(DATA FOR THE TASK begins)
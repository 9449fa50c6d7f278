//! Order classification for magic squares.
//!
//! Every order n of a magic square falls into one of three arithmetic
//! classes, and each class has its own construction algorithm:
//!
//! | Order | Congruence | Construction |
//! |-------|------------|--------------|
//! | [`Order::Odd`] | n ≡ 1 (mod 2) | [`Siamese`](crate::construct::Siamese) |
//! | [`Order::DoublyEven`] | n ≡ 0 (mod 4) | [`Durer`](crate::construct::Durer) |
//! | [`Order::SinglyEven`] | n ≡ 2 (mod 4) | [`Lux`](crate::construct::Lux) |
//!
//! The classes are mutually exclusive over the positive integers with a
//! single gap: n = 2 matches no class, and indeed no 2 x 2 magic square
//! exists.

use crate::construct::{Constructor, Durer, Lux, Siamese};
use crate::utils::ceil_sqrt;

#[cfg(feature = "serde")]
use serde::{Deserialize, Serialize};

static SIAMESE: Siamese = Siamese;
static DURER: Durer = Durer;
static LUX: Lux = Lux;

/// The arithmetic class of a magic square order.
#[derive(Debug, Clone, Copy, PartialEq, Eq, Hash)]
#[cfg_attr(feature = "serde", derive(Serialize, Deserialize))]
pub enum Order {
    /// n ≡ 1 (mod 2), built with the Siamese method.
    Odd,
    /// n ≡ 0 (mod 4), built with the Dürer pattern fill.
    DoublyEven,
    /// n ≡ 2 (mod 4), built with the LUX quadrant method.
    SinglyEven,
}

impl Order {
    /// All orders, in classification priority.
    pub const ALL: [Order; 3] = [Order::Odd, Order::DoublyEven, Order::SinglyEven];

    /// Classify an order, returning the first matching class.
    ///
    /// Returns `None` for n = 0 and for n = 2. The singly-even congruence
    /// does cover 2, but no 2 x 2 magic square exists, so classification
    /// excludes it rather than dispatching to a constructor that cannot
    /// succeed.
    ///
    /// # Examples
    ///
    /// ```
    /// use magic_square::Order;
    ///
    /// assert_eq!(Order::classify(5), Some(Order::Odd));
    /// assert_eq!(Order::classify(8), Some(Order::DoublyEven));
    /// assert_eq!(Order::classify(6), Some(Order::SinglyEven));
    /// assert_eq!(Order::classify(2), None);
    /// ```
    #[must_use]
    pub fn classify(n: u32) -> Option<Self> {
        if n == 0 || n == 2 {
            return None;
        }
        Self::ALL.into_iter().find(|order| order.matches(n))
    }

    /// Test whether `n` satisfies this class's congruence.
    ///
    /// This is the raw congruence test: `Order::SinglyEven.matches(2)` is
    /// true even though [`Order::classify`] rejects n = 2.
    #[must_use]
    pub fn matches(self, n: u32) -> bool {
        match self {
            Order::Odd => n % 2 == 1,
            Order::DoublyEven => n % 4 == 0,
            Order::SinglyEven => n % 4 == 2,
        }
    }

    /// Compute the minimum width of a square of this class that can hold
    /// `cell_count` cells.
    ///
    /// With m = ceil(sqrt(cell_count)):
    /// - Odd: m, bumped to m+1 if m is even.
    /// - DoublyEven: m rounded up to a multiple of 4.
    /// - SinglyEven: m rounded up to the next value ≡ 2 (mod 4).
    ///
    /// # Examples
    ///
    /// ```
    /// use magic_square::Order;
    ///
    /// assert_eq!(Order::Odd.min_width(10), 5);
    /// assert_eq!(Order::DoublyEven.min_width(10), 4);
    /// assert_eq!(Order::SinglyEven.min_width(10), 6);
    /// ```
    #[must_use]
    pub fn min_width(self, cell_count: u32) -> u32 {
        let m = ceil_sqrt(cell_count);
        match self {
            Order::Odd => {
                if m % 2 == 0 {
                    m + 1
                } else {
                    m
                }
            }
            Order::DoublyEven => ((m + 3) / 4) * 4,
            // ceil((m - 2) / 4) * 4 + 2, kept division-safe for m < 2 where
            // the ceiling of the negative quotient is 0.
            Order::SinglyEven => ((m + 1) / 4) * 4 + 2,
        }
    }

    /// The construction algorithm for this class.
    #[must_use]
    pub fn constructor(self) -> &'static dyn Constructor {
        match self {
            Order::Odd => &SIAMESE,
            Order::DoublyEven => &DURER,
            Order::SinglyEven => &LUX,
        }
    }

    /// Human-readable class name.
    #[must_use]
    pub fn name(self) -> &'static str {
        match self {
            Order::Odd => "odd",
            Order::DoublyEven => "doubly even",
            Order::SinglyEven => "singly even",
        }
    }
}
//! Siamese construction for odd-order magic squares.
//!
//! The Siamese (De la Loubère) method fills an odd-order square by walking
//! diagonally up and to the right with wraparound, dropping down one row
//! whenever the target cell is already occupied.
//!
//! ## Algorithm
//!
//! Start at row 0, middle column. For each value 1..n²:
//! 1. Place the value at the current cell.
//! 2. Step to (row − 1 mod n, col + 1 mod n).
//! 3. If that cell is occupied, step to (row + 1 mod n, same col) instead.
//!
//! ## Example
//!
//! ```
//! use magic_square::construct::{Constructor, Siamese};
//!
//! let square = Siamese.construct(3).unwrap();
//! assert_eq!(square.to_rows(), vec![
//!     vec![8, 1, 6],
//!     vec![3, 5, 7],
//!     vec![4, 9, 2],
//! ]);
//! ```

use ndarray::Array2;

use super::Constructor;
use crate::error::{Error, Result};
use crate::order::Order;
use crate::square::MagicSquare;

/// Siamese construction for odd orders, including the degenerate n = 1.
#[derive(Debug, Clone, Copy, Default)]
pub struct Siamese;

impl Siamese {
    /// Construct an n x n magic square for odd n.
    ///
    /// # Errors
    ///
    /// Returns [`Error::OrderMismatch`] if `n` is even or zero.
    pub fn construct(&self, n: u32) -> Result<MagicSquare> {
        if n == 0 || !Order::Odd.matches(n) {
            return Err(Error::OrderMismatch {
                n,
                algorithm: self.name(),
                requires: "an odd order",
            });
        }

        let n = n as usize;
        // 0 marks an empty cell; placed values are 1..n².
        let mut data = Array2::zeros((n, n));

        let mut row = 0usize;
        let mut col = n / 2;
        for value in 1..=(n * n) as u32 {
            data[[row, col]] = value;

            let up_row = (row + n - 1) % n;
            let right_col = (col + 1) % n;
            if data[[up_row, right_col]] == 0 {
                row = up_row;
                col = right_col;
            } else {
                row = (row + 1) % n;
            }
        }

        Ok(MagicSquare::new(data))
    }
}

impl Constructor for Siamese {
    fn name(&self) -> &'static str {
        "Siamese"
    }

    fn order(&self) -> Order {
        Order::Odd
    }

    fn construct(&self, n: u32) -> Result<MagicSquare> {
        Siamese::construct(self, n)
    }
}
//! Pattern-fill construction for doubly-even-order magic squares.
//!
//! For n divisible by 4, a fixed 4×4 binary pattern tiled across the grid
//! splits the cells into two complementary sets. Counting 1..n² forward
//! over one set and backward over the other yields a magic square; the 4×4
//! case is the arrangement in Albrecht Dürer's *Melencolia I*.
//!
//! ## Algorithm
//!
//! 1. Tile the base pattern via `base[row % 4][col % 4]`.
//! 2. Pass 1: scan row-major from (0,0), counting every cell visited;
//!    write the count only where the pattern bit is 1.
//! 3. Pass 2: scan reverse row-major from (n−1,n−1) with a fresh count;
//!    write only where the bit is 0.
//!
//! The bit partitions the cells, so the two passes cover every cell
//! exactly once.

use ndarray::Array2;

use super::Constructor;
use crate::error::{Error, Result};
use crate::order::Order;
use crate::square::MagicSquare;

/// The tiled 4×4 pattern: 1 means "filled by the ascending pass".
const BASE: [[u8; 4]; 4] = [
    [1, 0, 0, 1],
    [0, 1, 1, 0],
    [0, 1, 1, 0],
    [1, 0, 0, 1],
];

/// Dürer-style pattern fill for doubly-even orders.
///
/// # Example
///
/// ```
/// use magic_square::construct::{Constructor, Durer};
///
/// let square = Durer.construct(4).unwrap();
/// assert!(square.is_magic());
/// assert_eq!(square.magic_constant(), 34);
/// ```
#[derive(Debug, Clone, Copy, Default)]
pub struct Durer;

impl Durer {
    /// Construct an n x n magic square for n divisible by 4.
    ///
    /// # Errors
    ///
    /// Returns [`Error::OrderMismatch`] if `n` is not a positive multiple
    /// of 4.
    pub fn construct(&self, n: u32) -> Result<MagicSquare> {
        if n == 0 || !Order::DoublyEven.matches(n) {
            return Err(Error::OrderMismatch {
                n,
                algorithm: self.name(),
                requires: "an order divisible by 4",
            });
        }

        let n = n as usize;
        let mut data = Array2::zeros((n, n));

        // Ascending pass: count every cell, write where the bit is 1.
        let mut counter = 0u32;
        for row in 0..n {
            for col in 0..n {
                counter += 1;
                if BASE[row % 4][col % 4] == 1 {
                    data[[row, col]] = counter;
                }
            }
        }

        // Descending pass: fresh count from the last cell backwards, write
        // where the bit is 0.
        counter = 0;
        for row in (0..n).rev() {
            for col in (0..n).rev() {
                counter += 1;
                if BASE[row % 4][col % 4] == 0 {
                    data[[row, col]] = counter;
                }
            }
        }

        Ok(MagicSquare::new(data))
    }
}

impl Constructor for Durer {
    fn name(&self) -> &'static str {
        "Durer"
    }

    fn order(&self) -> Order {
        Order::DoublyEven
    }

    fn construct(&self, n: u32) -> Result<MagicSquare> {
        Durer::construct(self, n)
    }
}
(DATA FOR THE TASK ends)
◆ PROBLEM STATEMENT: Go through the entries above and copy every line containing "squares".

◆ TASK OUTPUT:
//! Order classification for magic squares.
//! Siamese construction for odd-order magic squares.
//! Pattern-fill construction for doubly-even-order magic squares.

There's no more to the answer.